Sony did the same with their sensor business a couple of years ago.
(1) A spin-off would mean that the new company, Sony Electronics Corporation, would have been separated from Sony Corporation and its shares distributed to Sony Corporation's shareholders.
It is not a spin-off because the financial transaction to remove EP&S from Sony Corporation has not taken place. A spin-off would be to put money (not cash, but appreciating and relatively liquid assets) in the pockets of Sony shareholders who now hold shares of the spin-off. This case is the exact opposite, it is making it easier to sell off EP&S for cash. Usually this is a signal that a buyer has expressed interest, but the transaction is being held up for financial reasons (either party, only Sony and its suitor will know what those reasons are). Another possibility is that this move buys Sony some time to ditch the least attractive parts of EP&S (cellphones?), take the writedown for losses and then try to sell a trimmed down EP&S company for a better price than if it included guaranteed money losers, which are treated as liabilities that a potential buyer would have to take the loss on.

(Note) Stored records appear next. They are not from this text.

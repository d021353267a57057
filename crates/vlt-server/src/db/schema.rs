// db/schema.rs
// Database schema and migrations

use anyhow::Result;
use rusqlite::Connection;

/// Base schema. Idempotent: every statement is IF NOT EXISTS, so this runs
/// safely on every pool open.
const SCHEMA: &str = r#"
CREATE TABLE IF NOT EXISTS projects (
    id          TEXT PRIMARY KEY,
    name        TEXT NOT NULL,
    description TEXT
);

CREATE TABLE IF NOT EXISTS threads (
    id         TEXT PRIMARY KEY,
    project_id TEXT NOT NULL REFERENCES projects(id),
    status     TEXT NOT NULL DEFAULT 'active'
);

CREATE TABLE IF NOT EXISTS nodes (
    id           TEXT PRIMARY KEY,
    thread_id    TEXT NOT NULL REFERENCES threads(id),
    sequence_id  INTEGER NOT NULL,
    content      TEXT NOT NULL,
    author       TEXT NOT NULL,
    timestamp    TEXT NOT NULL,
    prev_node_id TEXT,
    embedding    BLOB,
    UNIQUE(thread_id, sequence_id)
);
CREATE INDEX IF NOT EXISTS idx_nodes_thread ON nodes(thread_id, sequence_id);

CREATE TABLE IF NOT EXISTS thread_summary_cache (
    thread_id    TEXT NOT NULL,
    summary      TEXT NOT NULL,
    last_node_id TEXT NOT NULL,
    node_count   INTEGER NOT NULL,
    model_used   TEXT NOT NULL,
    tokens_used  INTEGER NOT NULL DEFAULT 0,
    generated_at TEXT NOT NULL
);
CREATE UNIQUE INDEX IF NOT EXISTS idx_summary_cache_thread
    ON thread_summary_cache(thread_id);

CREATE TABLE IF NOT EXISTS states (
    id          TEXT PRIMARY KEY,
    target_id   TEXT NOT NULL,
    target_type TEXT NOT NULL,
    summary     TEXT NOT NULL,
    updated_at  TEXT NOT NULL
);

CREATE TABLE IF NOT EXISTS tags (
    id   INTEGER PRIMARY KEY AUTOINCREMENT,
    name TEXT NOT NULL UNIQUE
);

CREATE TABLE IF NOT EXISTS node_tags (
    node_id TEXT NOT NULL REFERENCES nodes(id),
    tag_id  INTEGER NOT NULL REFERENCES tags(id),
    UNIQUE(node_id, tag_id)
);

CREATE TABLE IF NOT EXISTS "references" (
    id               TEXT PRIMARY KEY,
    source_node_id   TEXT NOT NULL REFERENCES nodes(id),
    target_thread_id TEXT NOT NULL REFERENCES threads(id),
    note             TEXT
);

CREATE TABLE IF NOT EXISTS code_chunks (
    id             TEXT PRIMARY KEY,
    project_id     TEXT NOT NULL,
    file_path      TEXT NOT NULL,
    file_hash      TEXT NOT NULL,
    chunk_kind     TEXT NOT NULL,
    name           TEXT NOT NULL,
    qualified_name TEXT NOT NULL,
    language       TEXT NOT NULL,
    start_line     INTEGER NOT NULL,
    end_line       INTEGER NOT NULL,
    imports        TEXT,
    class_context  TEXT,
    signature      TEXT,
    decorators     TEXT,
    docstring      TEXT,
    body           TEXT NOT NULL,
    embedding      BLOB,
    token_count    INTEGER,
    created_at     TEXT NOT NULL,
    updated_at     TEXT NOT NULL
);
CREATE INDEX IF NOT EXISTS idx_chunks_project_file ON code_chunks(project_id, file_path);
CREATE INDEX IF NOT EXISTS idx_chunks_project_name ON code_chunks(project_id, name);

CREATE TABLE IF NOT EXISTS code_nodes (
    id               TEXT NOT NULL,
    project_id       TEXT NOT NULL,
    file_path        TEXT NOT NULL,
    kind             TEXT NOT NULL,
    name             TEXT NOT NULL,
    signature        TEXT,
    line             INTEGER,
    docstring        TEXT,
    centrality_score REAL,
    PRIMARY KEY (id, project_id)
);
CREATE INDEX IF NOT EXISTS idx_code_nodes_project_file ON code_nodes(project_id, file_path);
CREATE INDEX IF NOT EXISTS idx_code_nodes_project_name ON code_nodes(project_id, name);
CREATE INDEX IF NOT EXISTS idx_code_nodes_centrality
    ON code_nodes(project_id, centrality_score DESC);

CREATE TABLE IF NOT EXISTS code_edges (
    id         TEXT PRIMARY KEY,
    project_id TEXT NOT NULL,
    source_id  TEXT NOT NULL,
    target_id  TEXT NOT NULL,
    kind       TEXT NOT NULL,
    line       INTEGER,
    count      INTEGER NOT NULL DEFAULT 1
);
CREATE INDEX IF NOT EXISTS idx_code_edges_source ON code_edges(source_id);
CREATE INDEX IF NOT EXISTS idx_code_edges_target ON code_edges(target_id);

CREATE TABLE IF NOT EXISTS symbol_definitions (
    id         TEXT PRIMARY KEY,
    project_id TEXT NOT NULL,
    name       TEXT NOT NULL,
    file_path  TEXT NOT NULL,
    line       INTEGER NOT NULL,
    kind       TEXT NOT NULL,
    scope      TEXT,
    signature  TEXT,
    language   TEXT NOT NULL
);
CREATE INDEX IF NOT EXISTS idx_symbols_project_name ON symbol_definitions(project_id, name);
CREATE INDEX IF NOT EXISTS idx_symbols_project_file ON symbol_definitions(project_id, file_path);

CREATE TABLE IF NOT EXISTS repo_maps (
    id               TEXT PRIMARY KEY,
    project_id       TEXT NOT NULL,
    scope            TEXT,
    map_text         TEXT NOT NULL,
    token_count      INTEGER NOT NULL,
    max_tokens       INTEGER NOT NULL,
    files_included   INTEGER NOT NULL,
    symbols_included INTEGER NOT NULL,
    symbols_total    INTEGER NOT NULL,
    created_at       TEXT NOT NULL
);
CREATE INDEX IF NOT EXISTS idx_repo_maps_project ON repo_maps(project_id, created_at DESC);

CREATE TABLE IF NOT EXISTS oracle_sessions (
    id         TEXT PRIMARY KEY,
    project_id TEXT NOT NULL,
    user_id    TEXT NOT NULL,
    started_at TEXT NOT NULL
);

CREATE TABLE IF NOT EXISTS oracle_conversations (
    id                 TEXT PRIMARY KEY,
    project_id         TEXT NOT NULL,
    user_id            TEXT NOT NULL,
    token_budget       INTEGER NOT NULL,
    tokens_used        INTEGER NOT NULL DEFAULT 0,
    compressed_summary TEXT,
    recent_exchanges   TEXT NOT NULL DEFAULT '[]',
    status             TEXT NOT NULL DEFAULT 'active',
    last_activity      TEXT NOT NULL,
    expires_at         TEXT NOT NULL,
    compression_count  INTEGER NOT NULL DEFAULT 0,
    mentioned_symbols  TEXT NOT NULL DEFAULT '',
    mentioned_files    TEXT NOT NULL DEFAULT ''
);
CREATE INDEX IF NOT EXISTS idx_conversations_project_user
    ON oracle_conversations(project_id, user_id, status);

CREATE TABLE IF NOT EXISTS index_delta_queue (
    id            TEXT PRIMARY KEY,
    project_id    TEXT NOT NULL,
    file_path     TEXT NOT NULL,
    change_kind   TEXT NOT NULL,
    old_hash      TEXT,
    new_hash      TEXT,
    lines_changed INTEGER NOT NULL DEFAULT 0,
    priority      INTEGER NOT NULL DEFAULT 0,
    status        TEXT NOT NULL DEFAULT 'queued',
    queued_at     TEXT NOT NULL,
    error         TEXT
);
CREATE INDEX IF NOT EXISTS idx_delta_project_status ON index_delta_queue(project_id, status);
CREATE INDEX IF NOT EXISTS idx_delta_project_priority
    ON index_delta_queue(project_id, priority DESC, queued_at ASC);
"#;

/// FTS5 index over searchable chunk fields. Not contentless: chunk ids are
/// opaque strings, so rows are maintained explicitly in the same
/// transaction as the chunk row (save_chunks / delete_file_data).
const FTS_SCHEMA: &str = r#"
CREATE VIRTUAL TABLE IF NOT EXISTS code_chunk_fts USING fts5(
    chunk_id UNINDEXED,
    project_id UNINDEXED,
    file_path UNINDEXED,
    name,
    qualified_name,
    signature,
    docstring,
    body,
    tokenize='porter unicode61'
);
"#;

/// Run all schema setup and migrations.
///
/// Called during database initialization. Idempotent.
pub fn run_all_migrations(conn: &Connection) -> Result<()> {
    conn.execute_batch(SCHEMA)?;
    conn.execute_batch(FTS_SCHEMA)?;
    Ok(())
}

/// Rebuild the FTS index from the chunk table.
///
/// Recovery path for an index that drifted out of sync (should not happen
/// while all writes go through save_chunks / delete_file_data).
pub fn rebuild_chunk_fts(conn: &Connection) -> Result<()> {
    conn.execute("DELETE FROM code_chunk_fts", [])?;
    conn.execute(
        "INSERT INTO code_chunk_fts
            (chunk_id, project_id, file_path, name, qualified_name, signature, docstring, body)
         SELECT id, project_id, file_path, name, qualified_name,
                COALESCE(signature, ''), COALESCE(docstring, ''), body
         FROM code_chunks",
        [],
    )?;
    Ok(())
}

#[cfg(test)]
mod tests {
    use super::*;

    #[test]
    fn test_migrations_idempotent() {
        let conn = Connection::open_in_memory().unwrap();
        run_all_migrations(&conn).unwrap();
        run_all_migrations(&conn).unwrap();

        let count: i64 = conn
            .query_row(
                "SELECT COUNT(*) FROM sqlite_master WHERE type='table' AND name='code_chunks'",
                [],
                |r| r.get(0),
            )
            .unwrap();
        assert_eq!(count, 1);
    }

    #[test]
    fn test_fts_table_matches() {
        let conn = Connection::open_in_memory().unwrap();
        run_all_migrations(&conn).unwrap();

        conn.execute(
            "INSERT INTO code_chunk_fts (chunk_id, project_id, file_path, name, qualified_name, signature, docstring, body)
             VALUES ('c1', 'p', 'src/auth.py', 'authenticate_user', 'auth.authenticate_user', 'def authenticate_user()', 'Check credentials', 'return True')",
            [],
        )
        .unwrap();

        let hits: i64 = conn
            .query_row(
                "SELECT COUNT(*) FROM code_chunk_fts WHERE code_chunk_fts MATCH 'authenticate*'",
                [],
                |r| r.get(0),
            )
            .unwrap();
        assert_eq!(hits, 1);
    }
}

If the photographic equipment market wasn't shrinking, Sony Camera would end up being owned by a manufacturer that saw the Sony product line as a compliment to its existing business. Sony isn't the only camera manufacturer looking to remove an albatross from its collar, which is why I think the final solution will be a combining of Sony Camera with another camera manufacturing entity. Another consideration is that lens manufacturers need camera manufacturers to sustain their business, so this reborn camera company may be more than a simple binary merger. No matter how this plays out, there will be fewer new models of cameras to buy next year, the year after that and probably for another decade after that.